Tuesday, 12 August 2025
Bills
Domestic Building Contracts Amendment Bill 2025
Domestic Building Contracts Amendment Bill 2025
Second reading
Debate resumed on motion of Nick Staikos:
That this bill be now read a second time.
Richard RIORDAN (Polwarth) (13:42): I rise this afternoon to represent the Shadow Minister for Consumer Affairs, the member for Ovens Valley, who is an apology today. As the Shadow Minister for Housing, I have been asked to speak to this bill today because it essentially deals with elements of our current housing crisis. In many ways it is yet another bandaid that this government attempts to plaster across the wounds that are rapidly being inflicted upon the deflating housing market here in the state of Victoria.
This bill was generally met by a sort of flat-hearted response by most of the industry. It is another example of closing the gate well after the horses have bolted in terms of trying to patch up some of the errors in the government’s way in allowing the Porter Davis collapse and the other multiple home builder collapses over recent years. This is attempting to put a few more guardrails around the way contracts are undertaken between builders and consumers. To the extent that any legislation helps protect consumers, helps them participate and helps them afford, build and seek to create their biggest investment in life – and that is the family home for so many people – it is actually always a priority of any government of the day to make sure that people can engage in that activity with some certainty and some security. So in progressing this bill to the next stage, the opposition will not be opposing this bill, because despite it falling short in many areas, it essentially is better than the current situation in terms of protecting consumers, particularly those finding themselves in a messy contractual dispute.

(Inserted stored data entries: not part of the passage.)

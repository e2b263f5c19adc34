//! Shell: the host-facing aggregator.
//!
//! Owns the refresh controller, tree builder, navigation registry and
//! panel registry, and turns palette commands into component operations.
//! Everything runs on the host's event thread; one operation at a time.

use crate::app::config::ShellConfig;
use crate::core::command::Command;
use crate::core::notice::{notice_bus, Notice, NoticeReceiver, NoticeSender};
use crate::logging::{LogBuffer, LoggingGuard};
use crate::models::navigation::{ActionId, NavigationEntry, NavigationRegistry};
use crate::models::tree_node::TreeNode;
use crate::panel::channel::SurfaceEnd;
use crate::panel::content::{
    architecture_content, console_content, home_content, widget_content, ConsoleHandler,
    InfoHandler, PanelKind, WidgetHandler,
};
use crate::panel::registry::{PanelRegistry, SessionId};
use crate::services::ports::fs::FsProbe;
use crate::services::refresh::{InvalidationReceiver, RefreshController};
use crate::services::tree::{TreeBuilder, TreeNotice};
use std::cell::RefCell;
use std::path::PathBuf;
use std::rc::Rc;
use std::sync::mpsc::Receiver;
use std::sync::Arc;

/// Companion file that must exist at the workspace root before a widget
/// panel may open.
const SERVICES_MANIFEST: &str = "services.json";

const MAX_LOG_DRAIN_PER_PUMP: usize = 1024;

/// The endpoints the host drains: notifications to show the user, and
/// tree invalidations telling the presentation layer to re-request from
/// the root.
pub struct HostEndpoints {
    pub notices: NoticeReceiver,
    pub invalidations: InvalidationReceiver,
}

pub struct Shell {
    probe: Arc<dyn FsProbe>,
    refresh: RefreshController,
    tree: TreeBuilder,
    navigation: NavigationRegistry,
    panels: PanelRegistry,
    notices: NoticeSender,
    logs: Rc<RefCell<LogBuffer>>,
    log_rx: Option<Receiver<String>>,
}

impl Shell {
    pub fn new(config: ShellConfig, probe: Arc<dyn FsProbe>) -> (Self, HostEndpoints) {
        let (notices, notice_rx) = notice_bus();
        let (refresh, invalidation_rx) = RefreshController::new(config.workspace_root.clone());
        let tree = TreeBuilder::new(Arc::clone(&probe));

        let shell = Self {
            probe,
            refresh,
            tree,
            navigation: NavigationRegistry::new(),
            panels: PanelRegistry::new(),
            notices,
            logs: Rc::new(RefCell::new(LogBuffer::new(config.log_buffer_cap))),
            log_rx: None,
        };

        (
            shell,
            HostEndpoints {
                notices: notice_rx,
                invalidations: invalidation_rx,
            },
        )
    }

    /// Wire the logging tee into the console buffer. Optional; without it
    /// the Console panel just shows nothing.
    pub fn attach_logging(&mut self, guard: &mut LoggingGuard) {
        self.log_rx = guard.take_log_rx();
    }

    pub fn navigation_entries(&self) -> &'static [NavigationEntry; 3] {
        self.navigation.entries()
    }

    /// Materialize one directory's children. `None` means the root. Tree
    /// notices become user notifications here; the listing itself is
    /// always usable.
    pub fn children_of(&self, parent: Option<&TreeNode>) -> Vec<TreeNode> {
        let listing = self.tree.children_of(self.refresh.root(), parent);
        if let Some(notice) = listing.notice {
            self.notices.send(match notice {
                TreeNotice::NoRootConfigured => Notice::NoRootConfigured,
                TreeNotice::DirectoryUnreadable(path) => Notice::DirectoryUnreadable { path },
            });
        }
        listing.nodes
    }

    /// Host notification that the workspace root changed.
    pub fn set_root(&mut self, root: Option<PathBuf>) {
        self.refresh.set_root(root);
    }

    /// Dispatch a navigation click.
    pub fn run_action(&mut self, action: ActionId) -> Option<(SessionId, SurfaceEnd)> {
        self.run_command(action.command())
    }

    /// Dispatch a palette command. Commands that open a panel return the
    /// surface end for the host to hand to the embedded surface.
    pub fn run_command(&mut self, command: Command) -> Option<(SessionId, SurfaceEnd)> {
        tracing::debug!(command = command.name(), "command dispatched");
        match command {
            Command::Activate => {
                self.notices
                    .send(Notice::Info("Bluemesh is now active!".to_string()));
                None
            }
            Command::RefreshDirectory => {
                self.refresh.refresh();
                self.notices
                    .send(Notice::Info("Directory refreshed!".to_string()));
                None
            }
            Command::OpenHome => {
                let content = home_content();
                let handler = Box::new(InfoHandler::new(&content));
                Some(self.panels.open(PanelKind::Home, content, handler))
            }
            Command::OpenConsole => {
                let content = console_content(&self.logs);
                let handler = Box::new(ConsoleHandler::new(Rc::clone(&self.logs)));
                Some(self.panels.open(PanelKind::Console, content, handler))
            }
            Command::OpenArchitectureView => {
                let content = architecture_content();
                let handler = Box::new(InfoHandler::new(&content));
                Some(self.panels.open(PanelKind::Architecture, content, handler))
            }
            Command::ShowWidget => self.open_widget(),
        }
    }

    /// Widget opens are gated on a `services.json` next to the workspace
    /// root; without it the open aborts and nothing changes.
    fn open_widget(&mut self) -> Option<(SessionId, SurfaceEnd)> {
        let manifest = match self.refresh.root() {
            Some(root) => root.join(SERVICES_MANIFEST),
            None => {
                self.notices.send(Notice::MissingPrecondition {
                    file: PathBuf::from(SERVICES_MANIFEST),
                });
                return None;
            }
        };

        if !self.probe.exists(&manifest) {
            tracing::warn!(file = %manifest.display(), "widget open aborted, manifest missing");
            self.notices
                .send(Notice::MissingPrecondition { file: manifest });
            return None;
        }

        let handler = Box::new(WidgetHandler::new(self.notices.clone()));
        Some(self.panels.open(PanelKind::Widget, widget_content(), handler))
    }

    /// Host notification that a panel surface went away.
    pub fn panel_surface_closed(&mut self, id: SessionId) {
        self.panels.close(id);
    }

    /// One cooperative turn: pull tee'd log lines into the console buffer
    /// (bounded per turn) and handle pending panel messages.
    pub fn pump(&mut self) {
        if let Some(rx) = &self.log_rx {
            for _ in 0..MAX_LOG_DRAIN_PER_PUMP {
                match rx.try_recv() {
                    Ok(line) => self.logs.borrow_mut().push(line),
                    Err(_) => break,
                }
            }
        }
        self.panels.pump();
    }

    #[cfg(test)]
    fn panels(&self) -> &PanelRegistry {
        &self.panels
    }
}
//! Tree node data model.
//!
//! `TreeNode` is a plain value: one materialized filesystem entry, created
//! on demand when the host expands a folder and discarded wholesale on
//! refresh. Presentation data (icon, tooltip, description) is derived by
//! `display_hints`, keeping the node itself free of host vocabulary.

use crate::services::ports::fs::EntryMetadata;
use std::path::PathBuf;
use std::time::{Duration, SystemTime};

pub const ACCESS_DENIED_SUFFIX: &str = " (access denied)";

#[derive(Copy, Clone, Debug, PartialEq, Eq)]
pub enum NodeKind {
    Folder,
    File,
}

#[derive(Debug, Clone)]
pub struct TreeNode {
    /// Entry name; degraded entries carry the access-denied suffix.
    pub label: String,
    /// Absolute path, unique among siblings.
    pub path: PathBuf,
    pub kind: NodeKind,
    /// 0 when unknown or inaccessible.
    pub size: u64,
    /// Best effort; falls back to the materialization time when unknown.
    pub modified: SystemTime,
    /// The only authority the presentation layer may use to offer
    /// expansion. True iff `kind == Folder`.
    pub expandable: bool,
}

impl TreeNode {
    /// Node for an entry whose metadata was readable.
    pub fn from_metadata(name: String, path: PathBuf, meta: &EntryMetadata) -> Self {
        let kind = if meta.is_dir {
            NodeKind::Folder
        } else {
            NodeKind::File
        };
        Self {
            label: name,
            path,
            kind,
            size: meta.size,
            modified: meta.modified.unwrap_or_else(SystemTime::now),
            expandable: kind == NodeKind::Folder,
        }
    }

    /// Placeholder for an entry whose stat failed. Forced to a
    /// non-expandable file so the host never asks for its children.
    pub fn degraded(name: String, path: PathBuf) -> Self {
        Self {
            label: format!("{}{}", name, ACCESS_DENIED_SUFFIX),
            path,
            kind: NodeKind::File,
            size: 0,
            modified: SystemTime::now(),
            expandable: false,
        }
    }

    pub fn is_folder(&self) -> bool {
        self.kind == NodeKind::Folder
    }
}

/// Display data the tree widget needs per node.
#[derive(Debug, Clone, PartialEq, Eq)]
pub struct DisplayHints {
    pub icon: &'static str,
    pub tooltip: String,
    /// Inline secondary text: human-readable file size, empty for folders.
    pub description: String,
    /// Activation the host should wire on click, if any.
    pub activation: Option<&'static str>,
}

pub fn display_hints(node: &TreeNode) -> DisplayHints {
    display_hints_at(node, SystemTime::now())
}

/// `now` is injected so the mapping stays a pure function.
pub fn display_hints_at(node: &TreeNode, now: SystemTime) -> DisplayHints {
    let size_text = match node.kind {
        NodeKind::Folder => "Directory".to_string(),
        NodeKind::File => format!("{} bytes", node.size),
    };
    let tooltip = format!(
        "{}\nSize: {}\nModified: {}",
        node.label,
        size_text,
        format_age(node.modified, now)
    );

    DisplayHints {
        icon: match node.kind {
            NodeKind::Folder => "folder",
            NodeKind::File => "file",
        },
        tooltip,
        description: match node.kind {
            NodeKind::Folder => String::new(),
            NodeKind::File => format_size(node.size),
        },
        activation: match node.kind {
            NodeKind::Folder => None,
            NodeKind::File => Some("open"),
        },
    }
}

fn format_size(size: u64) -> String {
    const KB: u64 = 1024;
    const MB: u64 = 1024 * 1024;
    if size < KB {
        format!("{} B", size)
    } else if size < MB {
        format!("{:.1} KB", size as f64 / KB as f64)
    } else {
        format!("{:.1} MB", size as f64 / MB as f64)
    }
}

fn format_age(modified: SystemTime, now: SystemTime) -> String {
    let elapsed = now
        .duration_since(modified)
        .unwrap_or(Duration::ZERO)
        .as_secs();
    if elapsed < 60 {
        "just now".to_string()
    } else if elapsed < 3600 {
        format!("{}m ago", elapsed / 60)
    } else if elapsed < 86_400 {
        format!("{}h ago", elapsed / 3600)
    } else {
        format!("{}d ago", elapsed / 86_400)
    }
}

The background to this bill is Porter Davis entering into liquidation in 2023 due to increased financial difficulties and debt as a result of the rising building costs experienced since COVID, supply chain issues and the subsequent losses on the fixed-price contracts that had become predominant in the market. Those cost escalations experienced of course meant that many companies just could not afford to continue their contracts. To what extent COVID actually played a role is unclear; however, there was a loss of control and poor oversight by government and government agencies of the insurance and management of those contracts. But we know here in Victoria, with the world’s longest lockdown, builders who signed contracts to build at pre-COVID prices were unable to honour those, and that was the start of the rot that set in for so many people.
Since that time, the state government’s continuous application of red tape and the fact that here in Victoria – and this has been laid bare by consulting agencies, the Real Estate Institute of Victoria, developer groups and others – between 42 and 45 per cent of the cost of a new home is based on local taxes, state taxes, charges and regulations have not helped. Of course this all works together to make a very uncertain environment in the home building industry, particularly as we know as a state we need to be building 80,000 homes and yet are only around the 50,000-home mark, falling well short of the needs of this state.
Only Labor can create the problem today and blame somebody else tomorrow and every day from then on. That has been the case with much of the housing and planning legislation brought to this Parliament over the last six months. In trying to get that figure of home builds up from 50,000 to 80,000, the government have single-handedly blamed everybody from builders to local government, neighbourhoods, heritage groups and others in their quest to find fault with others, rather than looking at that affordability component, which this bill and others have done nothing to address.
The purpose of this bill is to amend the Domestic Building Contracts Act 1995 in relation to the application of the act. It includes things such as requirements for domestic building contracts; implied warranties for domestic building work; limits on amounts of deposits under domestic building contracts; cost escalation clauses in domestic building contracts; variation to major domestic building contracts; progress payments under major domestic building contracts; domestic building work disputes and dispute resolution orders; building owners withdrawing from or ending major domestic building contracts; the transfer of certain functions of the director of Consumer Affairs Victoria to the Victorian Building Authority – and it is in the process of being renamed the Building and Plumbing Commission; inspection, enforcement and remedy powers; confidentiality, and information sharing; and other minor miscellaneous inconsequential matters. The bill also aims to amend the Building Act 1993 in relation to the appointment of inspectors and other minor, miscellaneous and consequential matters; amend the Australian Consumer Law and Fair Trading Act 2012 in relation to the Domestic Building Contracts Act 1995 and other miscellaneous matters; and amend the Building Legislation Amendment (Buyer Protections) Act 2025 in relation to minor miscellaneous matters.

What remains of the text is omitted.